*DATA RECORDS:*
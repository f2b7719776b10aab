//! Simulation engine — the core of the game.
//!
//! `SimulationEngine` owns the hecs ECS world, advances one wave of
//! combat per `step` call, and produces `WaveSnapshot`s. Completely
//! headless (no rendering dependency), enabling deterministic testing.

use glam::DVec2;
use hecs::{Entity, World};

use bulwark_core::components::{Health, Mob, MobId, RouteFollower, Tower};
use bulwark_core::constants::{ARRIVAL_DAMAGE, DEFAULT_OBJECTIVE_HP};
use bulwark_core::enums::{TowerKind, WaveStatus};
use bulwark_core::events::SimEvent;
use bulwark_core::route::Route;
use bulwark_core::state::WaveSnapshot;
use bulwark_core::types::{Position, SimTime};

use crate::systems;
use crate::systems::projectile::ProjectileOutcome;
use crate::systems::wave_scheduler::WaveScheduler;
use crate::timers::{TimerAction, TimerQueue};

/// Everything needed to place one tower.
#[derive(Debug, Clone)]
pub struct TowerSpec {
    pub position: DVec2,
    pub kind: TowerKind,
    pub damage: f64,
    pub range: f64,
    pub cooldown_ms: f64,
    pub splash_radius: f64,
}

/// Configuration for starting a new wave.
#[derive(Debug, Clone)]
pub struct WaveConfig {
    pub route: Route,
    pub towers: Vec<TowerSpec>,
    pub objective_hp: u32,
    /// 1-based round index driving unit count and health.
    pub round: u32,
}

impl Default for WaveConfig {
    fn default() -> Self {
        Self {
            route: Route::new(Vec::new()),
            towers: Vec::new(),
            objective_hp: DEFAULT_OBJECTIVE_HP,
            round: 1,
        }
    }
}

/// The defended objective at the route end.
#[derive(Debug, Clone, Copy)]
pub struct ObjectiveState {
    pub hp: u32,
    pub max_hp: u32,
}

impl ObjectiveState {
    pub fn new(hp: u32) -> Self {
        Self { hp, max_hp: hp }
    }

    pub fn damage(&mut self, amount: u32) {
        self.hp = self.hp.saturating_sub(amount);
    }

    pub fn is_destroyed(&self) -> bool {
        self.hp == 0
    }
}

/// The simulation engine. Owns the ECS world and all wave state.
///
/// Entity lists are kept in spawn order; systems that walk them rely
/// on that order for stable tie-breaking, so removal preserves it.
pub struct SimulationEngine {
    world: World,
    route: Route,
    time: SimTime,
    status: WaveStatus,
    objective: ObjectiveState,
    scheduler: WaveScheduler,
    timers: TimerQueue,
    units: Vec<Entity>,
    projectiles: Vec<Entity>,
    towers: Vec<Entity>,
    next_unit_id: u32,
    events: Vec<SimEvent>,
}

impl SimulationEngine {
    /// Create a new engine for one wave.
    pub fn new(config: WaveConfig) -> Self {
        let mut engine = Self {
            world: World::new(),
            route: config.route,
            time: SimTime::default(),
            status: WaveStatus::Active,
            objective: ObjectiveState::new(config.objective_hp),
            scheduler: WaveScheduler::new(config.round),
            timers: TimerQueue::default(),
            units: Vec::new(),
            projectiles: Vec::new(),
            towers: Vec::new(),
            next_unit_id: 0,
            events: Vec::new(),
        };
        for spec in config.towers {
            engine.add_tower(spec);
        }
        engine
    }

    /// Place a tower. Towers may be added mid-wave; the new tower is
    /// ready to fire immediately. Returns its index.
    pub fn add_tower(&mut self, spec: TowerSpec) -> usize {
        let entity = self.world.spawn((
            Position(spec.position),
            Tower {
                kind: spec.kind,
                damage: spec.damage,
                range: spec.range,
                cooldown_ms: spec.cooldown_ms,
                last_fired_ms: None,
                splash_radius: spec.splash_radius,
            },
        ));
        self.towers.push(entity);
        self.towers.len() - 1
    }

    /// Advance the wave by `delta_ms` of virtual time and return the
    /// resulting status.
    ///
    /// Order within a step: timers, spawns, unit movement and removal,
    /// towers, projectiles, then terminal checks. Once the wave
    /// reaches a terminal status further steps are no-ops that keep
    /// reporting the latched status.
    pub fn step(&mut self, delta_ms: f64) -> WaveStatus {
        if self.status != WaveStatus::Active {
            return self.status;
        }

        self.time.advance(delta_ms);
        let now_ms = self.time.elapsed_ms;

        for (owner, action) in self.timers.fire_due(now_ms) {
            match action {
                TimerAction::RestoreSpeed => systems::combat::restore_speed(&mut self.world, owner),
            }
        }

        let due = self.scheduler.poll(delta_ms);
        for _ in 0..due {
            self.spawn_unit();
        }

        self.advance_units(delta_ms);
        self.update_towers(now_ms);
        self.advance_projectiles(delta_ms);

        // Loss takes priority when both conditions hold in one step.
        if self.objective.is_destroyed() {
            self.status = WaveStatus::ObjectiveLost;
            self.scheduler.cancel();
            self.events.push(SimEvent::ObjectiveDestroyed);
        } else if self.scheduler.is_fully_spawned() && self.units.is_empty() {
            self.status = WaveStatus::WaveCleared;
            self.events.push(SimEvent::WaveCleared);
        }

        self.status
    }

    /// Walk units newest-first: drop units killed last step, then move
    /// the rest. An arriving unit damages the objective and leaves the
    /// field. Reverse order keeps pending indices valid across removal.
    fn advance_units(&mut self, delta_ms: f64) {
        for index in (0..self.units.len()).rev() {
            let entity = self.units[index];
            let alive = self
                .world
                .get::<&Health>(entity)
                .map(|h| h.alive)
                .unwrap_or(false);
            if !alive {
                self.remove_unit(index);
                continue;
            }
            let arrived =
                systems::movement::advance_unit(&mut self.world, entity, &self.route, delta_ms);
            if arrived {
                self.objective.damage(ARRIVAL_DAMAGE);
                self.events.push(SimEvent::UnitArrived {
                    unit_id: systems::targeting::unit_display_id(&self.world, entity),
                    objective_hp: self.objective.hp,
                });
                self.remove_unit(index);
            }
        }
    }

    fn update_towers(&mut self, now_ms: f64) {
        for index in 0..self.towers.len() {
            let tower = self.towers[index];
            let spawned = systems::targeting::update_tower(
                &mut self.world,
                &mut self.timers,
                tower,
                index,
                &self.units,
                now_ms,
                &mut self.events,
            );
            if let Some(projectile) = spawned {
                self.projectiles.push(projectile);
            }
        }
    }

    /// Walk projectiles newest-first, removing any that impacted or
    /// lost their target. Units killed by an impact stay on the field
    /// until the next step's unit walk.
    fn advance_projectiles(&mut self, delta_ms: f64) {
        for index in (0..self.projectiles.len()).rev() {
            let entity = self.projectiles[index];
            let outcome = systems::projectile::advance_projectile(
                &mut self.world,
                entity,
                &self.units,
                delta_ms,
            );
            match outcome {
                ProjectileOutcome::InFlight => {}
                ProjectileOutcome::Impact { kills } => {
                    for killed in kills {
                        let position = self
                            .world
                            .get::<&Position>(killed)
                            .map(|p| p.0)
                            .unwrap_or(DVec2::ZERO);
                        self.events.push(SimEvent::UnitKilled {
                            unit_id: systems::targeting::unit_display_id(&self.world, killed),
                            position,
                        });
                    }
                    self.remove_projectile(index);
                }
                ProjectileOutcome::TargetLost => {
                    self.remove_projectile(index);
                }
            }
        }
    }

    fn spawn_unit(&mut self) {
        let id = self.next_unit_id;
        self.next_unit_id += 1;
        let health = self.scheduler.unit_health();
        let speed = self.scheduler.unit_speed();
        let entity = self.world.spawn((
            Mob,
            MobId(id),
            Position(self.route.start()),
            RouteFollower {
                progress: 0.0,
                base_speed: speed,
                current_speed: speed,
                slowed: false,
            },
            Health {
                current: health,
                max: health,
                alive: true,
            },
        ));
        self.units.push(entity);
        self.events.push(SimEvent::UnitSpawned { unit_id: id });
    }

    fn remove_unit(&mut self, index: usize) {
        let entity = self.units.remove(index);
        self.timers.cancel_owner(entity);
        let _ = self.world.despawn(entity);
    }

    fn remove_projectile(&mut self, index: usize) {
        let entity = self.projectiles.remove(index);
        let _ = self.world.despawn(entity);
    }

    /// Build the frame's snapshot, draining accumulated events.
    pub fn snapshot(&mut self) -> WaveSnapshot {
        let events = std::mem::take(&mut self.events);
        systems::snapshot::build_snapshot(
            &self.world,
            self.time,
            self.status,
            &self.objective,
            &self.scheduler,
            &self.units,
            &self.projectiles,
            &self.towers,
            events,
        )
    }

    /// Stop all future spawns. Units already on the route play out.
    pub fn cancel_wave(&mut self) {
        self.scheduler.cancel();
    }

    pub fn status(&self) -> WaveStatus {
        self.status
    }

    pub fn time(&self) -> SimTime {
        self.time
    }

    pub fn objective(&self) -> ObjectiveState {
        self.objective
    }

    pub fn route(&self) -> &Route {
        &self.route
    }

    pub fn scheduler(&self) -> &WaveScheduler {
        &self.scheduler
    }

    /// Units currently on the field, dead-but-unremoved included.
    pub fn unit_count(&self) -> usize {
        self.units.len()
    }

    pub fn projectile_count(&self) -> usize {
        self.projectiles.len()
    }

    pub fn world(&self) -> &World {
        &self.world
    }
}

*EXERCISE OBJECTIVE:* For every line of the records above that holds the word "movement", count one, and state the total only.

*RESPONSE:* 2